Work to be completed: Using the material that follows, identify and copy each line with the string "command".

═══ Listed records

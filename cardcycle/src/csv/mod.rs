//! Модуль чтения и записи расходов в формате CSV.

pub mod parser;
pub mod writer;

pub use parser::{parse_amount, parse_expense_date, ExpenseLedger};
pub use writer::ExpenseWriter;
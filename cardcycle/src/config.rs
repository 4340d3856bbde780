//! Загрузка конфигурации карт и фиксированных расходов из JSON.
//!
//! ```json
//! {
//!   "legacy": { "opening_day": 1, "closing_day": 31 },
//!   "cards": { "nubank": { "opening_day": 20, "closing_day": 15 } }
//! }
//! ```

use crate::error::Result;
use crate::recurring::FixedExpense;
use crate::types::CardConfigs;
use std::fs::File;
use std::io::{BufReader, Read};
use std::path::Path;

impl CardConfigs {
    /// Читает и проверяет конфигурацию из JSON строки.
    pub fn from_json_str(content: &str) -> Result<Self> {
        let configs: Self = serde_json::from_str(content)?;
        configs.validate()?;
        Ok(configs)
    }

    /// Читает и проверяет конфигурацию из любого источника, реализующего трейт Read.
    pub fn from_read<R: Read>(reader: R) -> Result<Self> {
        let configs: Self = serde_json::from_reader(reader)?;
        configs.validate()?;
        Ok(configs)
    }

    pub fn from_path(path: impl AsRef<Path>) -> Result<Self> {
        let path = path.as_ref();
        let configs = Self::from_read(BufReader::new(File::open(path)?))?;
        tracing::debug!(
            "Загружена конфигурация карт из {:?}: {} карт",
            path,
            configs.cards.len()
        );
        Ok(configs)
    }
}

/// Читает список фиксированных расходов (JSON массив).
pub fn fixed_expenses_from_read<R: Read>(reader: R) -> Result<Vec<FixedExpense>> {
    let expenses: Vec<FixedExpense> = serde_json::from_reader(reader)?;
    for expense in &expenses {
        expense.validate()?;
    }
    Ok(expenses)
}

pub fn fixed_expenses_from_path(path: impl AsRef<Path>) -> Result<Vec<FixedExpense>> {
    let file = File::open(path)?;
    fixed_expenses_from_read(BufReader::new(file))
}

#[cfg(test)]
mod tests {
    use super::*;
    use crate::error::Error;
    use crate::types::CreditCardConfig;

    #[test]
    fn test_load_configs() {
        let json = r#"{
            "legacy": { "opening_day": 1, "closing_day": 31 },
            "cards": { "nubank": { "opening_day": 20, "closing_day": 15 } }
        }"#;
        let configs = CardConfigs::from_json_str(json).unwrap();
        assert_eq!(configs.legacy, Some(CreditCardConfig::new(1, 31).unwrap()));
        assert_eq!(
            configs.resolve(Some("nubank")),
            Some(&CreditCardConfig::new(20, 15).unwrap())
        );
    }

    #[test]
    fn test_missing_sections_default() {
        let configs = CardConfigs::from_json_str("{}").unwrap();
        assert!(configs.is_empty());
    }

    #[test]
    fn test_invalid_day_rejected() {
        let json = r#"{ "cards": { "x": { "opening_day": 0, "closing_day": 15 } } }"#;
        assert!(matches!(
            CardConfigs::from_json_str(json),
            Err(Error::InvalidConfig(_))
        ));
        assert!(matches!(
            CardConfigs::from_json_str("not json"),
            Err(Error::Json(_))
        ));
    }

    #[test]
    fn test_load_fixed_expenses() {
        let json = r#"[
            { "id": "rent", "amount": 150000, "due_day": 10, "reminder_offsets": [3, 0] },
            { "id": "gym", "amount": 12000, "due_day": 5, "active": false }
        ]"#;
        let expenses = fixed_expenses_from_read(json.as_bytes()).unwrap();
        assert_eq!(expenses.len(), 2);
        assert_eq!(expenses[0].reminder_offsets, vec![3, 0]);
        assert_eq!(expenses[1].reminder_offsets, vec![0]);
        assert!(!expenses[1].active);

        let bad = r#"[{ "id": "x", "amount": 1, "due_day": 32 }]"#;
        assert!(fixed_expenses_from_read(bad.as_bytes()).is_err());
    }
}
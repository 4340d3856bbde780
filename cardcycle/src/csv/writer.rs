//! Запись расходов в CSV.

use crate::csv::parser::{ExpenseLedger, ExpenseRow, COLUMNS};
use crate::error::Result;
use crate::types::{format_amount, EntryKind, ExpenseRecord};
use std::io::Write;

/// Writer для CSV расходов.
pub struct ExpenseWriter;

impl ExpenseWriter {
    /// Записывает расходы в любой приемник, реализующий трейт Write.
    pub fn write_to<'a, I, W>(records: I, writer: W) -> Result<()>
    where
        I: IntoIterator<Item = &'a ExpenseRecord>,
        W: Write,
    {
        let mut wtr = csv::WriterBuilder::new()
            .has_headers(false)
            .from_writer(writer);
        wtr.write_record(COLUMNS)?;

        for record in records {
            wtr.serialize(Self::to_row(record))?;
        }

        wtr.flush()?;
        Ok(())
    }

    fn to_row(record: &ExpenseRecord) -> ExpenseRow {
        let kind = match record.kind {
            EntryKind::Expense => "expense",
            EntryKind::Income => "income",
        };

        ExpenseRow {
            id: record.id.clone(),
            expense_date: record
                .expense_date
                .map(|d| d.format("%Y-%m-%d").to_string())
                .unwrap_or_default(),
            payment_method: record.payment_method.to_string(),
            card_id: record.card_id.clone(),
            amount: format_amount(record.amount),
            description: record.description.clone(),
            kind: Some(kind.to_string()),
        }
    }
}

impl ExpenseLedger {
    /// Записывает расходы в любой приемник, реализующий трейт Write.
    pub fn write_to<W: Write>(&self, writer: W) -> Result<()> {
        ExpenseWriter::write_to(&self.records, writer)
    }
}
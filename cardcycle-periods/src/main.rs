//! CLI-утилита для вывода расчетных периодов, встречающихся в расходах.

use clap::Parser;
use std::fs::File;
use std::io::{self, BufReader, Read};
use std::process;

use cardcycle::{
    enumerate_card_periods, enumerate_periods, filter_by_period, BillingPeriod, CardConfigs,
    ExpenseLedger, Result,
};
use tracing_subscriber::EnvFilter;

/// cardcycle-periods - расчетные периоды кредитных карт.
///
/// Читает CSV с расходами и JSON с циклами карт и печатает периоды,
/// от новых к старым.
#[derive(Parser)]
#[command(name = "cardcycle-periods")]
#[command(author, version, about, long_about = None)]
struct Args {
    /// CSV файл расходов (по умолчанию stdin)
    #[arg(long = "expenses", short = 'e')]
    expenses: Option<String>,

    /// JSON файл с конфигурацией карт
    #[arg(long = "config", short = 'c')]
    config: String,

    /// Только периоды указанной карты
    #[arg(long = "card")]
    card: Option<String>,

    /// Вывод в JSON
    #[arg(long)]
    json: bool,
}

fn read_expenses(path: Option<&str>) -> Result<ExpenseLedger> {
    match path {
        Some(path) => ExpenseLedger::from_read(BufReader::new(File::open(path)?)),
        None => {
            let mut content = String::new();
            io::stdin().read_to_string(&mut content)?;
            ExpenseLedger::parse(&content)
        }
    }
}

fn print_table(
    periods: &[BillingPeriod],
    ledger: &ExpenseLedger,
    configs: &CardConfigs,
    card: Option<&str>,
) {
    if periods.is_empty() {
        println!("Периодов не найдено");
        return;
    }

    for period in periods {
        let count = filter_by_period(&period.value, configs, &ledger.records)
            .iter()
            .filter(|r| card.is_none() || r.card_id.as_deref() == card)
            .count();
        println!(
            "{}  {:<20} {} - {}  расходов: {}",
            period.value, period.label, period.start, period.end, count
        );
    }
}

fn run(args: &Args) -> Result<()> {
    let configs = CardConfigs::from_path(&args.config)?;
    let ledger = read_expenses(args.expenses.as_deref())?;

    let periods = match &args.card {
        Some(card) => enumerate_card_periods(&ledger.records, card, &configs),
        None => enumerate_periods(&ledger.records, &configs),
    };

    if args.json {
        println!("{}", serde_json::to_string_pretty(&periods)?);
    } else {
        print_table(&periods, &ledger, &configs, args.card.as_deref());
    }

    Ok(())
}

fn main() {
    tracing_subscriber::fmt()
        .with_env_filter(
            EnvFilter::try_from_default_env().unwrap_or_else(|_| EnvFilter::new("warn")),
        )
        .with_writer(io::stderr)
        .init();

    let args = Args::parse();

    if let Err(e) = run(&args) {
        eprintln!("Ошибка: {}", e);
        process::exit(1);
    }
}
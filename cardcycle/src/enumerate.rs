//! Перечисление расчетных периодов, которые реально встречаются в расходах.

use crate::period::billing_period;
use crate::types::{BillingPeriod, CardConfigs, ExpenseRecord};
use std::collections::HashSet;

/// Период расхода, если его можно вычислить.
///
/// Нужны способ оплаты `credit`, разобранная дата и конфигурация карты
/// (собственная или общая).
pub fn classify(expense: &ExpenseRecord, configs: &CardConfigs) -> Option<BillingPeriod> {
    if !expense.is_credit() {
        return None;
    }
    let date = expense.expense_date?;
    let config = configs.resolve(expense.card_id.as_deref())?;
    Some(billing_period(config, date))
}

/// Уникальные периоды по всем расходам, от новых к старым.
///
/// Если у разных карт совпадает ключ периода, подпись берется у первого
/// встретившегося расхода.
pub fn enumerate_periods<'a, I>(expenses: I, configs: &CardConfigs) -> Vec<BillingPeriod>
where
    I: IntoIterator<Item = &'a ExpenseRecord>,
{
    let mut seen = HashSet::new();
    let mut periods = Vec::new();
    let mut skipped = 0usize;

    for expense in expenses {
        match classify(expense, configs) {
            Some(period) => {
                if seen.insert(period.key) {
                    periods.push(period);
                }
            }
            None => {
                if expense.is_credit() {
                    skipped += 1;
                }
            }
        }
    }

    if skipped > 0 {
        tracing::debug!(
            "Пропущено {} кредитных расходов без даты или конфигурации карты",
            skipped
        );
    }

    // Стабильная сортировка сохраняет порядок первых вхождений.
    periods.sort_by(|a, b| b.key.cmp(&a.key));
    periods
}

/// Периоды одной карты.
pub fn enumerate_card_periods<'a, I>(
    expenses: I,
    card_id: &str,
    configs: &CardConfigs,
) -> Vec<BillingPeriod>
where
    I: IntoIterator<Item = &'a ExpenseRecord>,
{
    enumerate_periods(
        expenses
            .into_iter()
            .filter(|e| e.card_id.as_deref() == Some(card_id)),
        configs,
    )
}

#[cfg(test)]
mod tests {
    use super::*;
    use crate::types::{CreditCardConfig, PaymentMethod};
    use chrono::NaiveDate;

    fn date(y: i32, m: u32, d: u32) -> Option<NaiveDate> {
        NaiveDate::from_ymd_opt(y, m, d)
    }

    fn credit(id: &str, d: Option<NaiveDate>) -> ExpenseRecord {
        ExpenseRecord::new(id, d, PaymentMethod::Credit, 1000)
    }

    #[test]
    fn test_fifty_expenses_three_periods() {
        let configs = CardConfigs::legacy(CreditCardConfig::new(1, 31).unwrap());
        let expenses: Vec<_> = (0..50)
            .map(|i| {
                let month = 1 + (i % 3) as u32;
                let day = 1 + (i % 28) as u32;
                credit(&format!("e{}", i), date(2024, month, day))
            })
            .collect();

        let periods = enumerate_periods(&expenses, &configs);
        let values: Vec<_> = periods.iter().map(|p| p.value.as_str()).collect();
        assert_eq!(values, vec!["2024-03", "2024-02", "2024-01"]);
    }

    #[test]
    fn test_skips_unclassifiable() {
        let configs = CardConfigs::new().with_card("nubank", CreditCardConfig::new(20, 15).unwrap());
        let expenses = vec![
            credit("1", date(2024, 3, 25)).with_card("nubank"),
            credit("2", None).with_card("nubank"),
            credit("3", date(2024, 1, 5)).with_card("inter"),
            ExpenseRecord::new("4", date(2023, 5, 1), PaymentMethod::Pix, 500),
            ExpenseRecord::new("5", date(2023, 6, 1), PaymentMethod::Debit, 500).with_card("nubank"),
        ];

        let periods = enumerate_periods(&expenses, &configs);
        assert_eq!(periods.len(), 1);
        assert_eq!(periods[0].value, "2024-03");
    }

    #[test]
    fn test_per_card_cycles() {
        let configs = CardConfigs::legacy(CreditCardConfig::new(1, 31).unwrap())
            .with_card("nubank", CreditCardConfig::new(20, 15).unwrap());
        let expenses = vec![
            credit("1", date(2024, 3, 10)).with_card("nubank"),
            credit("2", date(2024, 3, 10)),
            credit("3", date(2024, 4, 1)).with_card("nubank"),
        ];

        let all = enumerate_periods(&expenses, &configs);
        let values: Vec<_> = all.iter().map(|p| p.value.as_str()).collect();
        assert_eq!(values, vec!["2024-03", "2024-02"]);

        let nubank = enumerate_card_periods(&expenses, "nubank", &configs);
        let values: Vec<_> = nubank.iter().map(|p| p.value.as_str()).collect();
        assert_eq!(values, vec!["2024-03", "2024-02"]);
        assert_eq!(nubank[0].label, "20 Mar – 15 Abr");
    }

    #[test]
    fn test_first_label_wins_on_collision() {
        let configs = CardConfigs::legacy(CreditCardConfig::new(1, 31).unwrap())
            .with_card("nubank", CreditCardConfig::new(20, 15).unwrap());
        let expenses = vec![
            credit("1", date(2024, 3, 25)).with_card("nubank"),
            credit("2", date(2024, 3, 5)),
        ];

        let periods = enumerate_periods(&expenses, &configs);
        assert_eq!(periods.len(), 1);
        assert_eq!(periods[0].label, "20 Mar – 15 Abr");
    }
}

══════

Result of the task:
#[command(name = "cardcycle-periods")]
#[command(author, version, about, long_about = None)]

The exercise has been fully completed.